One is trade – somewhere around 200 to 300CE we see the camel starting to be found in the Sahara, specifically crossing the Sahara – initiating a trade that wasn’t found before between North Africa and Sub Saharan Africa. And if you made that journey from North Africa, as it happened, the empire of Ghana was pretty much the first place you arrive . This enabled them to act as ‘middle men’ for the trade between North Africa and the sub-saharan world, greatly enriching them
But as well as trading, the Ghanain empire was blessed with another fairly handy resource – gold.
We know this largely from the writings of the Arab scholars who engaged in or were aware of the cross-Saharan trade.

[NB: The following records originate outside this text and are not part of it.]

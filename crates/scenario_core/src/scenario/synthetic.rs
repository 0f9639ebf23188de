use rand::Rng;
use serde::{Deserialize, Serialize};

use crate::modes::ShareMode;
use crate::shares::ModeShares;

/// Seed of the synthetic share generator.
pub const DEFAULT_SEED: u64 = 42;

/// Half-open `[low, high)` range each raw share is drawn from, indexed by
/// [`ShareMode::index`]. Like the weight coefficients, these are illustrative
/// presentation defaults.
#[derive(Debug, Clone, Copy, PartialEq, Serialize, Deserialize)]
pub struct ShareRanges(pub [(f64, f64); 7]);

impl Default for ShareRanges {
    fn default() -> Self {
        Self([
            (0.25, 0.65), // car
            (0.05, 0.25), // bicycle
            (0.05, 0.30), // walk
            (0.03, 0.20), // carpool
            (0.03, 0.15), // walk + PT
            (0.02, 0.12), // car + PT
            (0.01, 0.08), // bicycle + PT
        ])
    }
}

impl ShareRanges {
    pub fn get(&self, mode: ShareMode) -> (f64, f64) {
        self.0[mode.index()]
    }
}

/// Raw (unnormalized) shares for `zone_count` zones.
///
/// Columns are filled in canonical [`ShareMode::ALL`] order, one draw per zone,
/// and only for active columns; inactive columns stay at 0. Reusing a generator
/// seeded identically reproduces identical draws.
pub fn draw_raw_shares<R: Rng>(
    zone_count: usize,
    active: &[ShareMode],
    ranges: &ShareRanges,
    rng: &mut R,
) -> Vec<ModeShares> {
    let mut shares = vec![ModeShares::default(); zone_count];
    for mode in ShareMode::ALL {
        if !active.contains(&mode) {
            continue;
        }
        let (low, high) = ranges.get(mode);
        for zone in shares.iter_mut() {
            let value = if high > low {
                rng.gen_range(low..high)
            } else {
                low
            };
            zone.set(mode, value);
        }
    }
    for zone in shares.iter_mut() {
        zone.refresh_public_transport();
    }
    shares
}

One of these was Al Yaqubi, an Islamic scholar who died around 897. He wrote a book known as Al Tarikh or History and in it he says:
“there is the kingdom of Ghana, the king of which is very powerful. In his country there are gold mines. Under his authority there are other kingdoms such as ‘am and Sama, and gold is found in all these regions.”
Another Arab traveller of the 9th Century, a man known as Al Masudi, who we’ll meet again later, said: “The kingdom of Ghana is one of great importance, and it ajoins the land of the gold mines. Great peoples of the Sudan live there (meaning black people, rather than the modern country). They have traced a boundary that no-one who sets out to them ever crosses.”

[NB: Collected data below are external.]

//! Zone geometry: WGS84 polygons, great-circle distances and geodesic areas.
//!
//! Polygons are `geo` polygons with `x = lng`, `y = lat` in degrees. Helper
//! functions that take or return single points keep the crate's `(lat, lng)`
//! tuple order.

use geo::{Centroid, Destination, GeodesicArea, Haversine};
use geo_types::{Coord, LineString, Point, Polygon};
use h3o::{CellIndex, LatLng};
use serde::{Deserialize, Serialize};

const EARTH_RADIUS_KM: f64 = 6371.0;

/// Great-circle distance between two `(lat, lng)` points in kilometres.
pub fn haversine_km(a: (f64, f64), b: (f64, f64)) -> f64 {
    let (lat1, lon1) = (a.0.to_radians(), a.1.to_radians());
    let (lat2, lon2) = (b.0.to_radians(), b.1.to_radians());
    let dlat = lat2 - lat1;
    let dlon = lon2 - lon1;
    let sin_dlat = (dlat * 0.5).sin();
    let sin_dlon = (dlon * 0.5).sin();
    let h = sin_dlat * sin_dlat + lat1.cos() * lat2.cos() * sin_dlon * sin_dlon;
    let c = 2.0 * h.sqrt().atan2((1.0 - h).sqrt());
    EARTH_RADIUS_KM * c
}

/// Outline of one transport zone.
#[derive(Debug, Clone, PartialEq, Serialize, Deserialize)]
pub struct ZoneGeometry {
    pub polygon: Polygon<f64>,
}

impl Default for ZoneGeometry {
    fn default() -> Self {
        Self::new(Polygon::new(LineString::new(Vec::new()), Vec::new()))
    }
}

impl ZoneGeometry {
    pub fn new(polygon: Polygon<f64>) -> Self {
        Self { polygon }
    }

    /// Regular polygon approximating a circle of `radius_km` around the
    /// `(lat, lng)` `center`.
    pub fn circle(center: (f64, f64), radius_km: f64, vertices: usize) -> Self {
        let vertices = vertices.max(3);
        let origin = Point::new(center.1, center.0);
        let ring: Vec<Coord<f64>> = (0..vertices)
            .map(|i| {
                let bearing = 360.0 * i as f64 / vertices as f64;
                Haversine.destination(origin, bearing, radius_km * 1000.0).into()
            })
            .collect();
        Self::new(Polygon::new(LineString::from(ring), Vec::new()))
    }

    /// Hexagonal (or pentagonal) boundary of an H3 cell.
    pub fn from_cell(cell: CellIndex) -> Self {
        let ring: Vec<Coord<f64>> = cell
            .boundary()
            .iter()
            .map(|vertex| Coord {
                x: vertex.lng(),
                y: vertex.lat(),
            })
            .collect();
        Self::new(Polygon::new(LineString::from(ring), Vec::new()))
    }

    /// Number of distinct vertices of the outer ring.
    pub fn vertex_count(&self) -> usize {
        let coords = self.polygon.exterior().0.len();
        if self.polygon.exterior().is_closed() {
            coords.saturating_sub(1)
        } else {
            coords
        }
    }

    /// Fewer than three distinct vertices: no area.
    pub fn is_empty(&self) -> bool {
        self.vertex_count() < 3
    }

    /// Centroid as `(lat, lng)`.
    pub fn centroid(&self) -> Option<(f64, f64)> {
        self.polygon.centroid().map(|point| (point.y(), point.x()))
    }

    /// Geodesic area on the WGS84 ellipsoid, in square metres.
    pub fn area_m2(&self) -> f64 {
        if self.is_empty() {
            return 0.0;
        }
        self.polygon.geodesic_area_unsigned()
    }
}

/// Centre point of an H3 cell as `(lat, lng)`.
pub fn cell_center(cell: CellIndex) -> (f64, f64) {
    let center: LatLng = cell.into();
    (center.lat(), center.lng())
}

Al Masudi goes on to describe how these people went about negotiating these trades, he says: “When the merchants reach this boundary, they place their wares and cloth on it, then depart, and so the people of the Sudan come bearing gold which they leave beside the merchandise and then depart. The owners of the merchandise then return and if they are satisfied with what they have found, they take it. If not, they go away again, and the people of the Sudan return and add to the price until the bargain is concluded… “
He also goes on to emphasise the wealth of the area, saying: “Under the supreme rule of the king of Ghana there are a number of lesser rulers , and in all their kingdoms gold is visible on the ground, and the people extract it and set it like curds.”
But I know that Dersley is going to tell me that gold is a metal, not a rock, and I need to find us a rock to get us started on our journey.
Fortunately, another major commodity traded in the area was salt.
Salt is essential for life, for preserving food and for putting on your chips, and it was not in great supply in West Africa, where the heat also meant it was even more important for a body to survive.
If you live on the coast, you can get salt by evaporating seawater to create sea salt – but this does not travel or keep well, so wasn’t very helpful if you lived far from the coast.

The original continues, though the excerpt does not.